▸ **YOUR TASK**
Beneath this line is the data. Output exactly the lines from the line with "pub mod client;" to the line with "must start with", both ends included, and nothing more.

[[ LISTED RECORDS, beginning ]]

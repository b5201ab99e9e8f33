//! Route access control and session plumbing for the online judge client.
//!
//! The [`guard`] resolver decides every navigation from the target, the
//! origin, and a [`session::SessionSnapshot`]. [`navigation::Navigator`]
//! drives it against a [`route::RouteTable`], and [`client::JudgeClient`]
//! talks to the backend with the same session.

pub mod client;
pub mod config;
pub mod guard;
pub mod navigation;
pub mod route;
pub mod session;
use serde::Deserialize;
use serde::Serialize;
use std::collections::BTreeMap;
use std::fmt;
use std::str::FromStr;
use thiserror::Error;

/// Kind of value a path parameter captures.
#[derive(Debug, Clone, Copy, PartialEq, Eq, Hash, Serialize, Deserialize)]
#[serde(rename_all = "kebab-case")]
pub enum ParamKind {
    /// One or more ASCII digits.
    Int,
    /// Any non-empty segment.
    Any,
}

impl ParamKind {
    fn accepts(self, segment: &str) -> bool {
        match self {
            ParamKind::Int => !segment.is_empty() && segment.bytes().all(|b| b.is_ascii_digit()),
            ParamKind::Any => !segment.is_empty(),
        }
    }
}

#[derive(Debug, Clone, PartialEq, Eq, Hash)]
pub enum Segment {
    Literal(String),
    Param { name: String, kind: ParamKind },
    /// Matches the remainder of the path, including nothing at all.
    Wildcard,
}

impl Segment {
    pub fn literal(text: impl Into<String>) -> Self {
        Segment::Literal(text.into())
    }

    pub fn int(name: impl Into<String>) -> Self {
        Segment::Param {
            name: name.into(),
            kind: ParamKind::Int,
        }
    }
}

#[derive(Debug, Error, Clone, PartialEq, Eq)]
pub enum PatternError {
    #[error("route pattern '{0}' must start with '/'")]
    MissingLeadingSlash(String),
    #[error("route pattern '{0}' has a parameter without a name")]
    EmptyParamName(String),
    #[error("route pattern '{pattern}' uses unknown parameter kind '{kind}'")]
    UnknownParamKind { pattern: String, kind: String },
    #[error("route pattern '{0}' has a wildcard that is not the last segment")]
    WildcardNotLast(String),
}

/// Segment template for a route path, e.g. `/problems/:id(int)`.
///
/// Matching is segment-wise and ignores empty segments, so `/admin/` and
/// `//admin` both match `/admin`.
#[derive(Debug, Clone, PartialEq, Eq, Hash)]
pub struct RoutePattern {
    segments: Vec<Segment>,
}

impl RoutePattern {
    pub fn new(segments: Vec<Segment>) -> Self {
        Self { segments }
    }

    /// The pattern that only matches `/`.
    pub fn root() -> Self {
        Self::new(Vec::new())
    }

    /// Pattern made only of literal segments.
    pub fn exact(path: &str) -> Self {
        Self::new(split_path(path).map(Segment::literal).collect())
    }

    pub fn parse(text: &str) -> Result<Self, PatternError> {
        let text = text.trim();
        if text == "*" {
            return Ok(Self::new(vec![Segment::Wildcard]));
        }
        if !text.starts_with('/') {
            return Err(PatternError::MissingLeadingSlash(text.to_string()));
        }

        let raw: Vec<&str> = split_path(text).collect();
        let mut segments = Vec::with_capacity(raw.len());
        for (idx, part) in raw.iter().enumerate() {
            if *part == "*" {
                if idx + 1 != raw.len() {
                    return Err(PatternError::WildcardNotLast(text.to_string()));
                }
                segments.push(Segment::Wildcard);
                continue;
            }
            let Some(param) = part.strip_prefix(':') else {
                segments.push(Segment::literal(*part));
                continue;
            };
            let (name, kind) = match param.split_once('(') {
                Some((name, rest)) => {
                    let kind = rest.strip_suffix(')').unwrap_or(rest);
                    let kind = match kind {
                        "int" => ParamKind::Int,
                        "any" => ParamKind::Any,
                        other => {
                            return Err(PatternError::UnknownParamKind {
                                pattern: text.to_string(),
                                kind: other.to_string(),
                            });
                        }
                    };
                    (name, kind)
                }
                None => (param, ParamKind::Any),
            };
            if name.is_empty() {
                return Err(PatternError::EmptyParamName(text.to_string()));
            }
            segments.push(Segment::Param {
                name: name.to_string(),
                kind,
            });
        }
        Ok(Self { segments })
    }

    pub fn segments(&self) -> &[Segment] {
        &self.segments
    }

    pub fn is_match(&self, path: &str) -> bool {
        self.matches(path).is_some()
    }

    /// Like [`Self::is_match`], but only for paths already in canonical
    /// form: no trailing slash and no empty segments.
    pub fn is_strict_match(&self, path: &str) -> bool {
        self.matches_strict(path).is_some()
    }

    pub fn matches_strict(&self, path: &str) -> Option<RouteParams> {
        if !is_canonical(path) {
            return None;
        }
        self.matches(path)
    }

    pub fn matches(&self, path: &str) -> Option<RouteParams> {
        let mut parts = split_path(path);
        let mut params = RouteParams::default();
        for segment in &self.segments {
            match segment {
                Segment::Wildcard => return Some(params),
                Segment::Literal(text) => {
                    if parts.next()? != text.as_str() {
                        return None;
                    }
                }
                Segment::Param { name, kind } => {
                    let part = parts.next()?;
                    if !kind.accepts(part) {
                        return None;
                    }
                    params.values.insert(name.clone(), part.to_string());
                }
            }
        }
        match parts.next() {
            Some(_) => None,
            None => Some(params),
        }
    }
}

impl FromStr for RoutePattern {
    type Err = PatternError;

    fn from_str(s: &str) -> Result<Self, Self::Err> {
        Self::parse(s)
    }
}

impl fmt::Display for RoutePattern {
    fn fmt(&self, f: &mut fmt::Formatter<'_>) -> fmt::Result {
        if let [Segment::Wildcard] = self.segments.as_slice() {
            return f.write_str("*");
        }
        if self.segments.is_empty() {
            return f.write_str("/");
        }
        for segment in &self.segments {
            match segment {
                Segment::Literal(text) => write!(f, "/{text}")?,
                Segment::Param {
                    name,
                    kind: ParamKind::Int,
                } => write!(f, "/:{name}(int)")?,
                Segment::Param {
                    name,
                    kind: ParamKind::Any,
                } => write!(f, "/:{name}")?,
                Segment::Wildcard => f.write_str("/*")?,
            }
        }
        Ok(())
    }
}

impl Serialize for RoutePattern {
    fn serialize<S: serde::Serializer>(&self, serializer: S) -> Result<S::Ok, S::Error> {
        serializer.collect_str(self)
    }
}

impl<'de> Deserialize<'de> for RoutePattern {
    fn deserialize<D: serde::Deserializer<'de>>(deserializer: D) -> Result<Self, D::Error> {
        let text = String::deserialize(deserializer)?;
        Self::parse(&text).map_err(serde::de::Error::custom)
    }
}

/// Parameters captured while matching a [`RoutePattern`].
#[derive(Debug, Clone, Default, PartialEq, Eq, Serialize)]
#[serde(transparent)]
pub struct RouteParams {
    values: BTreeMap<String, String>,
}

impl RouteParams {
    /// Captured text exactly as it appeared in the path.
    pub fn get(&self, name: &str) -> Option<&str> {
        self.values.get(name).map(String::as_str)
    }

    pub fn get_int(&self, name: &str) -> Option<u64> {
        self.get(name).and_then(|value| value.parse().ok())
    }

    pub fn is_empty(&self) -> bool {
        self.values.is_empty()
    }
}

pub(crate) fn split_path(path: &str) -> impl Iterator<Item = &str> {
    path.split('/').filter(|part| !part.is_empty())
}

/// `/` or a path whose segments are all non-empty.
fn is_canonical(path: &str) -> bool {
    match path.strip_prefix('/') {
        Some("") => true,
        Some(rest) => rest.split('/').all(|part| !part.is_empty()),
        None => false,
    }
}
//! Route declarations shared by the navigation dispatcher and the access
//! resolver.

pub mod paths;
pub mod pattern;
pub mod table;

pub use pattern::ParamKind;
pub use pattern::PatternError;
pub use pattern::RouteParams;
pub use pattern::RoutePattern;
pub use pattern::Segment;
pub use table::APP_TITLE;
pub use table::RouteMeta;
pub use table::RouteRecord;
pub use table::RouteTable;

[[ LISTED RECORDS, end ]]

▸ **ANSWER TO THE EXERCISE**
pub mod client;
pub mod config;
pub mod guard;
pub mod navigation;
pub mod route;
pub mod session;
use serde::Deserialize;
use serde::Serialize;
use std::collections::BTreeMap;
use std::fmt;
use std::str::FromStr;
use thiserror::Error;

/// Kind of value a path parameter captures.
#[derive(Debug, Clone, Copy, PartialEq, Eq, Hash, Serialize, Deserialize)]
#[serde(rename_all = "kebab-case")]
pub enum ParamKind {
    /// One or more ASCII digits.
    Int,
    /// Any non-empty segment.
    Any,
}

impl ParamKind {
    fn accepts(self, segment: &str) -> bool {
        match self {
            ParamKind::Int => !segment.is_empty() && segment.bytes().all(|b| b.is_ascii_digit()),
            ParamKind::Any => !segment.is_empty(),
        }
    }
}

#[derive(Debug, Clone, PartialEq, Eq, Hash)]
pub enum Segment {
    Literal(String),
    Param { name: String, kind: ParamKind },
    /// Matches the remainder of the path, including nothing at all.
    Wildcard,
}

impl Segment {
    pub fn literal(text: impl Into<String>) -> Self {
        Segment::Literal(text.into())
    }

    pub fn int(name: impl Into<String>) -> Self {
        Segment::Param {
            name: name.into(),
            kind: ParamKind::Int,
        }
    }
}

#[derive(Debug, Error, Clone, PartialEq, Eq)]
pub enum PatternError {
    #[error("route pattern '{0}' must start with '/'")]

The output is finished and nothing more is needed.